1. Il Parlamento che ha approvato il testo che modifica un terzo della Costituzione, è falsato nella sua rappresentatività, dai meccanismi premianti di una legge elettorale dichiarata illegittima dalla Corte Costituzionale; questa si è peraltro premurata di indicare le priorità che, per una Camera dai poteri in tal modo sminuiti, dovevano essere essenzialmente la realizzazione di una nuova legge elettorale e di provvedimenti necessari alle scadenze di ordinaria amministrazione.
2. La maggior parte dei parlamentari che hanno approvato questa cosiddetta riforma è stata scelta dagli elettori sulla base di un impegno del loro segretario di allora, Pierluigi Bersani a rafforzare le procedure di modifiche della Costituzione nel senso di renderle possibili solo con la maggioranza qualificata dei due terzi; a quel voto doveva comunque seguire conferma popolare col referendum.
Le parole dell’allora segretario erano chiare ed impegnative. E’ interessante leggerle:
“Occorre certamente difendere la Costituzione da incursioni “di parte”, (come voi dite). Pertanto credo anche io che occorra elevare in misura assai considerevole la maggioranza necessaria per l’approvazione parlamentare delle leggi di revisione e soprattutto che sia opportuno riconoscere ai cittadini il potere di richiedere in ogni caso il referendum confermativo.[…]
Non c’è per me alcuna possibilità di differenziare la Prima dalla Seconda parte della Costituzione. La Seconda parte non è che la esplicitazione dei valori contenuti nella prima ed è evidente che attraverso la manipolazione della Seconda parte si possono ledere i valori fondamentali espressi dalla Prima.

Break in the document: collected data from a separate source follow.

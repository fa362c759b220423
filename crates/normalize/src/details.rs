// ABOUTME: Maps a single-title detail document to a Details record.
// ABOUTME: Reuses item mapping on the document root and fills gaps from a caller-supplied fallback.

use serde_json::Value;
use tracing::debug;

use crate::candidates::{identifier, non_empty_str, Candidates, FieldPath};
use crate::duration_parse::duration_seconds;
use crate::extract::{content_object, summary_from_item};
use crate::image_utils::{ensure_poster, resolve_image};
use crate::models::{Details, Fallback, Summary, UNKNOWN_TITLE};
use crate::path_utils::normalize_path;

const DESCRIPTION_PATHS: &[FieldPath] = &[
    &["description"],
    &["synopsis"],
    &["summary"],
    &["longDescription"],
    &["body"],
];

const DURATION_PATHS: &[FieldPath] = &[
    &["duration"],
    &["durationInSeconds"],
    &["runtime"],
    &["contentDuration"],
    &["durationSeconds"],
];

const DOCUMENT_ID_PATHS: &[FieldPath] = &[&["id"], &["contentId"]];

const DOCUMENT_TITLE_PATHS: &[FieldPath] = &[&["title"], &["name"]];

const DOCUMENT_URL_PATHS: &[FieldPath] = &[&["url"], &["path"]];

/// `images` alone is resolved structurally.
const DOCUMENT_IMAGE_PATHS: &[FieldPath] = &[
    &["image", "url"],
    &["image", "src"],
    &["imageUrl"],
    &["image_url"],
    &["images"],
];

/// Builds a Details record from a decoded detail document.
///
/// `request_path` is the path the document was requested for; it becomes the
/// `url` when neither the document nor the fallback provides one. Values found
/// in the document always win over the fallback.
pub fn normalize_details<'a>(
    document: &Value,
    fallback: impl Into<Fallback<'a>>,
    request_path: &str,
) -> Details {
    let fallback = fallback.into();
    let mapped = match summary_from_item(document) {
        Ok(summary) => Some(summary),
        Err(reason) => {
            debug!(%reason, "detail document did not map to a summary");
            None
        }
    };
    let summary: Option<&Summary> = mapped.as_ref().or(fallback.summary());

    // Fields that describe the title may sit on the root or on a nested content object.
    let content = content_object(document);
    let mut roots = vec![document];
    if !std::ptr::eq(content, document) {
        roots.push(content);
    }

    let title = mapped
        .as_ref()
        .map(|s| s.title.clone())
        .or_else(|| {
            Candidates::new(DOCUMENT_TITLE_PATHS)
                .first_str(document)
                .map(str::to_string)
        })
        .or_else(|| summary.map(|s| s.title.clone()))
        .unwrap_or_else(|| UNKNOWN_TITLE.to_string());

    let url = mapped
        .as_ref()
        .map(|s| s.url.clone())
        .or_else(|| {
            Candidates::new(DOCUMENT_URL_PATHS)
                .first_str(document)
                .map(normalize_path)
                .filter(|url| !url.is_empty())
        })
        .or_else(|| summary.map(|s| s.url.clone()))
        .unwrap_or_else(|| normalize_path(request_path));

    let description = roots
        .iter()
        .copied()
        .find_map(|root| Candidates::new(DESCRIPTION_PATHS).first_str(root))
        .map(str::to_string)
        .or_else(|| fallback.description().map(str::to_string));

    let duration = roots
        .iter()
        .copied()
        .find_map(|root| Candidates::new(DURATION_PATHS).first_present(root));
    let duration_seconds = duration.and_then(duration_seconds);
    // Only the `duration` field itself is kept verbatim.
    let raw_duration = roots
        .iter()
        .find_map(|root| root.get("duration").and_then(Value::as_str))
        .map(str::to_string);

    let id = Candidates::new(DOCUMENT_ID_PATHS)
        .first(document, identifier)
        .or_else(|| summary.map(|s| s.id.clone()))
        .filter(|id| !id.is_empty())
        .unwrap_or_else(|| url.clone());

    let image_url = document_image(document)
        .or_else(|| summary.and_then(|s| s.image_url.clone()))
        .map(|url| ensure_poster(&url));

    Details {
        summary: Summary {
            id,
            title,
            url,
            image_url,
        },
        description,
        duration_seconds,
        raw_duration,
    }
}

fn document_image(document: &Value) -> Option<String> {
    Candidates::new(DOCUMENT_IMAGE_PATHS).first(document, |value| match value {
        Value::String(_) => non_empty_str(value).map(str::to_string),
        _ => resolve_image(value),
    })
}
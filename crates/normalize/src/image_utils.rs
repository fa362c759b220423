// ABOUTME: Image url resolution for the many shapes upstream imagery takes.
// ABOUTME: Handles bare strings, {url|href} objects, rendition arrays, keyed variant maps and poster crops.

use serde_json::Value;

use crate::candidates::non_empty_str;

/// Variant keys tried, in order, when images arrive as a keyed map.
pub const IMAGE_VARIANT_KEYS: &[&str] = &["poster", "portrait", "list", "default", "landscape"];

const LIST_LOCATION: &str = "location=list";
const POSTER_LOCATION: &str = "location=moviePoster";

/// Resolves an arbitrarily shaped image field into a single url.
///
/// The direct value is tried first (a string or an object with `url`/`href`),
/// then each entry of [`IMAGE_VARIANT_KEYS`], then the value itself as a
/// collection of renditions.
pub fn resolve_image(value: &Value) -> Option<String> {
    if let Some(url) = image_from_value(value) {
        return Some(url.to_string());
    }

    if let Some(map) = value.as_object() {
        for key in IMAGE_VARIANT_KEYS {
            if let Some(url) = map.get(*key).and_then(image_from_entry) {
                return Some(url.to_string());
            }
        }
    }

    image_from_collection(value).map(str::to_string)
}

/// Rewrites a list-cropped CDN url to request the poster crop instead.
///
/// Only the `location=list` token changes; urls without it pass through.
pub fn ensure_poster(url: &str) -> String {
    url.replacen(LIST_LOCATION, POSTER_LOCATION, 1)
}

/// A bare string, or an object exposing `url` then `href`.
fn image_from_value(value: &Value) -> Option<&str> {
    match value {
        Value::String(_) => non_empty_str(value),
        Value::Object(map) => ["url", "href"]
            .iter()
            .find_map(|key| map.get(*key).and_then(non_empty_str)),
        _ => None,
    }
}

/// The first usable rendition in an array.
fn image_from_collection(value: &Value) -> Option<&str> {
    value.as_array()?.iter().find_map(image_from_value)
}

/// A single variant slot, which may hold either one rendition or several.
fn image_from_entry(value: &Value) -> Option<&str> {
    image_from_value(value).or_else(|| image_from_collection(value))
}
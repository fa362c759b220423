// ABOUTME: Error type for catalog and detail fetches.
// ABOUTME: Separates HTTP status failures, the two empty-feed kinds and cancellation from transport faults.

use thiserror::Error;

/// Errors returned by [`crate::Client`] operations.
#[derive(Debug, Error)]
pub enum FetchError {
    /// The endpoint answered with a non-success status.
    #[error("{context}: HTTP status {status}")]
    Http { status: u16, context: String },

    /// The feed decoded fine but its item list had no elements.
    #[error("catalog feed is empty: no items found")]
    EmptyFeed,

    /// The feed listed entries but none had a usable title and url.
    #[error("catalog feed has no usable entries ({discarded} discarded)")]
    NoMappableEntries { discarded: usize },

    /// The caller canceled the operation before it completed.
    #[error("{context}: canceled")]
    Canceled { context: String },

    /// The request could not be sent or the body could not be read.
    #[error("{context}: request failed: {source}")]
    Transport {
        context: String,
        #[source]
        source: reqwest::Error,
    },

    /// The body was not valid JSON.
    #[error("{context}: invalid JSON body: {source}")]
    Decode {
        context: String,
        #[source]
        source: serde_json::Error,
    },

    /// The configured base url and endpoint path do not form a valid url.
    #[error("invalid endpoint url {url}: {source}")]
    InvalidUrl {
        url: String,
        #[source]
        source: url::ParseError,
    },
}

impl FetchError {
    /// Creates an Http error for a non-success response.
    pub fn http(status: u16, context: impl Into<String>) -> Self {
        FetchError::Http {
            status,
            context: context.into(),
        }
    }

    /// Creates a Canceled error for the given operation.
    pub fn canceled(context: impl Into<String>) -> Self {
        FetchError::Canceled {
            context: context.into(),
        }
    }

    /// Creates a Transport error from an underlying reqwest error.
    pub fn transport(context: impl Into<String>, source: reqwest::Error) -> Self {
        FetchError::Transport {
            context: context.into(),
            source,
        }
    }

    /// Creates a Decode error from an underlying serde_json error.
    pub fn decode(context: impl Into<String>, source: serde_json::Error) -> Self {
        FetchError::Decode {
            context: context.into(),
            source,
        }
    }

    /// Returns true if this is an Http error.
    pub fn is_http(&self) -> bool {
        matches!(self, FetchError::Http { .. })
    }

    /// Returns true for both empty-feed kinds.
    pub fn is_empty_feed(&self) -> bool {
        matches!(
            self,
            FetchError::EmptyFeed | FetchError::NoMappableEntries { .. }
        )
    }

    /// Returns true if the operation was canceled. Such errors are not failures
    /// and should not be reported to users.
    pub fn is_canceled(&self) -> bool {
        matches!(self, FetchError::Canceled { .. })
    }

    /// The HTTP status carried by an Http error.
    pub fn status(&self) -> Option<u16> {
        match self {
            FetchError::Http { status, .. } => Some(*status),
            _ => None,
        }
    }
}
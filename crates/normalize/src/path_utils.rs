// ABOUTME: Canonical path normalization for catalog urls and detail lookups.
// ABOUTME: Reduces absolute urls, root-relative paths and bare slugs to one relative key.

use once_cell::sync::Lazy;
use url::Url;

/// Origin that relative inputs are resolved against. Only its path survives.
static RESOLVE_BASE: Lazy<Url> =
    Lazy::new(|| Url::parse("http://playfeed.invalid/").expect("valid resolve base url"));

/// Normalizes a url or path to the canonical relative form used as a lookup key.
///
/// Every input is resolved as a url path: absolute urls (`scheme://host/...`)
/// and protocol-relative `//host/...` values contribute only their path, and
/// anything else is rooted at `/`. Resolution removes dot segments,
/// percent-encodes non-ASCII characters and drops query strings and fragments,
/// so one resource yields one key however upstream wrote it. Leading `/` are
/// stripped. Normalizing an already canonical path returns it unchanged.
pub fn normalize_path(input: &str) -> String {
    let trimmed = input.trim();
    if trimmed.is_empty() {
        return String::new();
    }

    let path = match resolved_path(trimmed) {
        Some(path) => path,
        None => unresolved_path(trimmed).to_string(),
    };

    path.trim_start_matches('/').to_string()
}

fn resolved_path(input: &str) -> Option<String> {
    if input.contains("://") {
        if let Some(parsed) = Url::parse(input).ok().filter(Url::has_host) {
            return Some(parsed.path().to_string());
        }
    }

    let resolved = if input.starts_with("//") && !input.starts_with("///") {
        RESOLVE_BASE.join(input)
    } else {
        RESOLVE_BASE.join(&format!("/{}", input.trim_start_matches('/')))
    };
    resolved.ok().map(|url| url.path().to_string())
}

/// Plain slicing for the rare input the url parser rejects, such as a bad authority.
fn unresolved_path(input: &str) -> &str {
    let without_authority = match input.strip_prefix("//") {
        Some(rest) => rest.find('/').map_or("", |idx| &rest[idx..]),
        None => input,
    };
    let end = without_authority
        .find(|c| c == '?' || c == '#')
        .unwrap_or(without_authority.len());
    &without_authority[..end]
}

I nostri gruppi parlamentari e il governo si muoveranno in questa direzione con appositi progetti di legge. Voglio solo aggiungere che le mie opinioni sulla materia (che mi avete cortesemente sottoposto) non sono frutto di estemporanee valutazioni, ma di riflessioni che complessivamente appartengono alla elaborazione del Partito Democratico e dei suoi organismi.”
Parole che l’Anpi condivide ancora oggi.
Ma è del tutto evidente, allora, che la maggior parte di quegli eletti si sono prestati ad un progetto completamente opposto.
Ricordiamo che non è una coincidenza che, il padrino di questa legge, il senatore Napolitano, 3 anni fa era il sostenitore dello stravolgimento dell’articolo 138.
Anche in quei tormentati passaggi, tanti parlamentari eletti per difendere quell’articolo, non si opposero.
In conclusione, il 4 dicembre ci troveremo per l’ennesima volta a votare al buio, sulla fiducia, visto che molti passaggi non sono normati.
Ma se permettete, fiducia per fiducia, noi continueremo ad averne ancora molta di più nella statura e nel senso dello Stato dei nostri veri, grandi, padri costituenti.
Un ultimo argomento.
Abbiamo accettato per 10 anni di servirci di una legge elettorale che lo stesso ideatore ha definito una porcata per cui da allora ha preso il nome di Porcellum.
Un maestro del pensiero locale ha definito questa riforma costituzionale una “puttanata”.
Lascio a voi pensare, nel caso della vittoria del Sì, come da quel giorno in poi potrà essere denominata la nostra Costituzione.
Basterebbe solo questo sfregio al sangue dei partigiani morti per convincere tutti a votare NO.